=== Work instruction ===
All entries must be transcribed without a single difference.

=== Data ===
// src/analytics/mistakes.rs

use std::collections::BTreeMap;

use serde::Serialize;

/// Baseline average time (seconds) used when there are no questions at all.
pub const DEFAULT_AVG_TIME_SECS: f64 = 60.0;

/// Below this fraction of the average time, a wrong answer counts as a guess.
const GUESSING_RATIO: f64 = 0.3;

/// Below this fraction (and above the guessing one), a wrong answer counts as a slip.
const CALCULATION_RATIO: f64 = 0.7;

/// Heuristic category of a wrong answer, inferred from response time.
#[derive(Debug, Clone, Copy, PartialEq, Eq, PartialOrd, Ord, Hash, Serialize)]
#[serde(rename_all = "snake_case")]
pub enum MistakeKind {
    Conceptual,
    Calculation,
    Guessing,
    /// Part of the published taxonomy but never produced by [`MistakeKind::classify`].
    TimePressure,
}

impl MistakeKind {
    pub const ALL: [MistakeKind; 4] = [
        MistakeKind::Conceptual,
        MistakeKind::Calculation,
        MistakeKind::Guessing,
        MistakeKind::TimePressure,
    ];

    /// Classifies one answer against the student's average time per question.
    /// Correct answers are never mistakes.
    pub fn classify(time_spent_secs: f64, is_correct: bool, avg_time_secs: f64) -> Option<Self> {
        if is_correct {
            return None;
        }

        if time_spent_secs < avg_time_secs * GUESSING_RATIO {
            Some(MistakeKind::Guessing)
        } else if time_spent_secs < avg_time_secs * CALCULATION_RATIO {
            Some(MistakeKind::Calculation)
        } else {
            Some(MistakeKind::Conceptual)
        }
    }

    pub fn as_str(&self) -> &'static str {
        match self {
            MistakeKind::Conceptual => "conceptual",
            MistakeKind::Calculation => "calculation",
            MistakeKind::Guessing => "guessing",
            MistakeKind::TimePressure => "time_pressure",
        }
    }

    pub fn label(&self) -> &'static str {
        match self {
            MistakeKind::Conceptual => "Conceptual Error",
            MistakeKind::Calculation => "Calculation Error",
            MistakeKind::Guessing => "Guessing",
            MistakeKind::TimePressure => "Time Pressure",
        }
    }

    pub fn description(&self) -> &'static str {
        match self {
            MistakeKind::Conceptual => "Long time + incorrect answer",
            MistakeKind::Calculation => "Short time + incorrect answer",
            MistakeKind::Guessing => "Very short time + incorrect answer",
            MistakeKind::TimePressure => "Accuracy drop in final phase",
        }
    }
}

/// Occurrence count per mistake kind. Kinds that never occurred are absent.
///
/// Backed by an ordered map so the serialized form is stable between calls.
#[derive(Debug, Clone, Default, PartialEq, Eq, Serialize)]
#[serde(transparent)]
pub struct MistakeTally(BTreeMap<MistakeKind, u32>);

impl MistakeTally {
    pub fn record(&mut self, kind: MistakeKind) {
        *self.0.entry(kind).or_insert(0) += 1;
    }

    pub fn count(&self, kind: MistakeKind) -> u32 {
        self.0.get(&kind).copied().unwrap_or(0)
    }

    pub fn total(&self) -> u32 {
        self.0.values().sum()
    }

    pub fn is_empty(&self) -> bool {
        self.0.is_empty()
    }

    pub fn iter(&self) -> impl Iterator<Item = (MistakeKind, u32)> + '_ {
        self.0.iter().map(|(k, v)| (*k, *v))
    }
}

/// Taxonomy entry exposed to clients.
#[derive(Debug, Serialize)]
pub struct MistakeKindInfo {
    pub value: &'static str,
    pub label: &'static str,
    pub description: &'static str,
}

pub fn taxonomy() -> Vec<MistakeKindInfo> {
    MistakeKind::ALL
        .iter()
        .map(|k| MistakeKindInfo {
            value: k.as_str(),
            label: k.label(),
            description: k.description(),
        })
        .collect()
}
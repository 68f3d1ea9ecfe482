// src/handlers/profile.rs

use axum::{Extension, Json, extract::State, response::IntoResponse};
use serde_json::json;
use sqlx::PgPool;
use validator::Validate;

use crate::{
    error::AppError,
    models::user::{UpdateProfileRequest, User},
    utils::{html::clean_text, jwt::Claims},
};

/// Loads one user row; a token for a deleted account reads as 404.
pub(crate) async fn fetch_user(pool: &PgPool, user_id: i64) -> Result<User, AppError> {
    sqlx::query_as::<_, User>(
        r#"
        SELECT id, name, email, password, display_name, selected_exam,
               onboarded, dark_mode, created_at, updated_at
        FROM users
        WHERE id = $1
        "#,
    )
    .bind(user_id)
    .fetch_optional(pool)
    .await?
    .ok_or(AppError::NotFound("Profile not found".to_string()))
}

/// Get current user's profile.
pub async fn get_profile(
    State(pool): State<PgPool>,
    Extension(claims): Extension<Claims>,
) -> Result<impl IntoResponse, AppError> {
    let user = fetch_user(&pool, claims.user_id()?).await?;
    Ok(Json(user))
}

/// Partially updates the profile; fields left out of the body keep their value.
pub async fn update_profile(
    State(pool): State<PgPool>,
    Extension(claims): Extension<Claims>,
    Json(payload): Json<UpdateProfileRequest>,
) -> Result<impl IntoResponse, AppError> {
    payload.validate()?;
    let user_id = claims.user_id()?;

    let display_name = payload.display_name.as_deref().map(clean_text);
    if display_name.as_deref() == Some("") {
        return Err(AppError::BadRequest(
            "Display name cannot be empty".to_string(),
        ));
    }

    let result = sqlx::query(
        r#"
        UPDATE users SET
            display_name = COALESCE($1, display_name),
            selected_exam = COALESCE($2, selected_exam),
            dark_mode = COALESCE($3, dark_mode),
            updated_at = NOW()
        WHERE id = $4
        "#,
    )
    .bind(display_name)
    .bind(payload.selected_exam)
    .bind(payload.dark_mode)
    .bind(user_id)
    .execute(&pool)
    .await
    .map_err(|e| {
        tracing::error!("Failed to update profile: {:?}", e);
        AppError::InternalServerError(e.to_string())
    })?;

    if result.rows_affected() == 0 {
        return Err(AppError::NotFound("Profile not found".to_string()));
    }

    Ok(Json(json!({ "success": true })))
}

=== Task result ===
// src/analytics/mistakes.rs

use std::collections::BTreeMap;

use serde::Serialize;

/// Baseline average time (seconds) used when there are no questions at all.
pub const DEFAULT_AVG_TIME_SECS: f64 = 60.0;

/// Below this fraction of the average time, a wrong answer counts as a guess.
const GUESSING_RATIO: f64 = 0.3;

/// Below this fraction (and above the guessing one), a wrong answer counts as a slip.
const CALCULATION_RATIO: f64 = 0.7;

/// Heuristic category of a wrong answer, inferred from response time.
#[derive(Debug, Clone, Copy, PartialEq, Eq, PartialOrd, Ord, Hash, Serialize)]
#[serde(rename_all = "snake_case")]
pub enum MistakeKind {
    Conceptual,
    Calculation,
    Guessing,
    /// Part of the published taxonomy but never produced by [`MistakeKind::classify`].
    TimePressure,
}

impl MistakeKind {
    pub const ALL: [MistakeKind; 4] = [
        MistakeKind::Conceptual,
        MistakeKind::Calculation,
        MistakeKind::Guessing,
        MistakeKind::TimePressure,
    ];

    /// Classifies one answer against the student's average time per question.
    /// Correct answers are never mistakes.
    pub fn classify(time_spent_secs: f64, is_correct: bool, avg_time_secs: f64) -> Option<Self> {
        if is_correct {
            return None;
        }

        if time_spent_secs < avg_time_secs * GUESSING_RATIO {
            Some(MistakeKind::Guessing)
        } else if time_spent_secs < avg_time_secs * CALCULATION_RATIO {
            Some(MistakeKind::Calculation)
        } else {
            Some(MistakeKind::Conceptual)
        }
    }

    pub fn as_str(&self) -> &'static str {
        match self {
            MistakeKind::Conceptual => "conceptual",
            MistakeKind::Calculation => "calculation",
            MistakeKind::Guessing => "guessing",
            MistakeKind::TimePressure => "time_pressure",
        }
    }

    pub fn label(&self) -> &'static str {
        match self {
            MistakeKind::Conceptual => "Conceptual Error",
            MistakeKind::Calculation => "Calculation Error",
            MistakeKind::Guessing => "Guessing",
            MistakeKind::TimePressure => "Time Pressure",
        }
    }

    pub fn description(&self) -> &'static str {
        match self {
            MistakeKind::Conceptual => "Long time + incorrect answer",
            MistakeKind::Calculation => "Short time + incorrect answer",
            MistakeKind::Guessing => "Very short time + incorrect answer",
            MistakeKind::TimePressure => "Accuracy drop in final phase",
        }
    }
}

/// Occurrence count per mistake kind. Kinds that never occurred are absent.
///
/// Backed by an ordered map so the serialized form is stable between calls.
#[derive(Debug, Clone, Default, PartialEq, Eq, Serialize)]
#[serde(transparent)]
pub struct MistakeTally(BTreeMap<MistakeKind, u32>);

impl MistakeTally {
    pub fn record(&mut self, kind: MistakeKind) {
        *self.0.entry(kind).or_insert(0) += 1;
    }

    pub fn count(&self, kind: MistakeKind) -> u32 {
        self.0.get(&kind).copied().unwrap_or(0)
    }

    pub fn total(&self) -> u32 {
        self.0.values().sum()
    }

    pub fn is_empty(&self) -> bool {
        self.0.is_empty()
    }

    pub fn iter(&self) -> impl Iterator<Item = (MistakeKind, u32)> + '_ {
        self.0.iter().map(|(k, v)| (*k, *v))
    }
}

/// Taxonomy entry exposed to clients.
#[derive(Debug, Serialize)]
pub struct MistakeKindInfo {
    pub value: &'static str,
    pub label: &'static str,
    pub description: &'static str,
}

pub fn taxonomy() -> Vec<MistakeKindInfo> {
    MistakeKind::ALL
        .iter()
        .map(|k| MistakeKindInfo {
            value: k.as_str(),
            label: k.label(),
            description: k.description(),
        })
        .collect()
}
repository 68f3d1ea9ecfe482
// src/handlers/profile.rs

use axum::{Extension, Json, extract::State, response::IntoResponse};
use serde_json::json;
use sqlx::PgPool;
use validator::Validate;

use crate::{
    error::AppError,
    models::user::{UpdateProfileRequest, User},
    utils::{html::clean_text, jwt::Claims},
};

/// Loads one user row; a token for a deleted account reads as 404.
pub(crate) async fn fetch_user(pool: &PgPool, user_id: i64) -> Result<User, AppError> {
    sqlx::query_as::<_, User>(
        r#"
        SELECT id, name, email, password, display_name, selected_exam,
               onboarded, dark_mode, created_at, updated_at
        FROM users
        WHERE id = $1
        "#,
    )
    .bind(user_id)
    .fetch_optional(pool)
    .await?
    .ok_or(AppError::NotFound("Profile not found".to_string()))
}

/// Get current user's profile.
pub async fn get_profile(
    State(pool): State<PgPool>,
    Extension(claims): Extension<Claims>,
) -> Result<impl IntoResponse, AppError> {
    let user = fetch_user(&pool, claims.user_id()?).await?;
    Ok(Json(user))
}

/// Partially updates the profile; fields left out of the body keep their value.
pub async fn update_profile(
    State(pool): State<PgPool>,
    Extension(claims): Extension<Claims>,
    Json(payload): Json<UpdateProfileRequest>,
) -> Result<impl IntoResponse, AppError> {
    payload.validate()?;
    let user_id = claims.user_id()?;

    let display_name = payload.display_name.as_deref().map(clean_text);
    if display_name.as_deref() == Some("") {
        return Err(AppError::BadRequest(
            "Display name cannot be empty".to_string(),
        ));
    }

    let result = sqlx::query(
        r#"
        UPDATE users SET
            display_name = COALESCE($1, display_name),
            selected_exam = COALESCE($2, selected_exam),
            dark_mode = COALESCE($3, dark_mode),
            updated_at = NOW()
        WHERE id = $4
        "#,
    )
    .bind(display_name)
    .bind(payload.selected_exam)
    .bind(payload.dark_mode)
    .bind(user_id)
    .execute(&pool)
    .await
    .map_err(|e| {
        tracing::error!("Failed to update profile: {:?}", e);
        AppError::InternalServerError(e.to_string())
    })?;

    if result.rows_affected() == 0 {
        return Err(AppError::NotFound("Profile not found".to_string()));
    }

    Ok(Json(json!({ "success": true })))
}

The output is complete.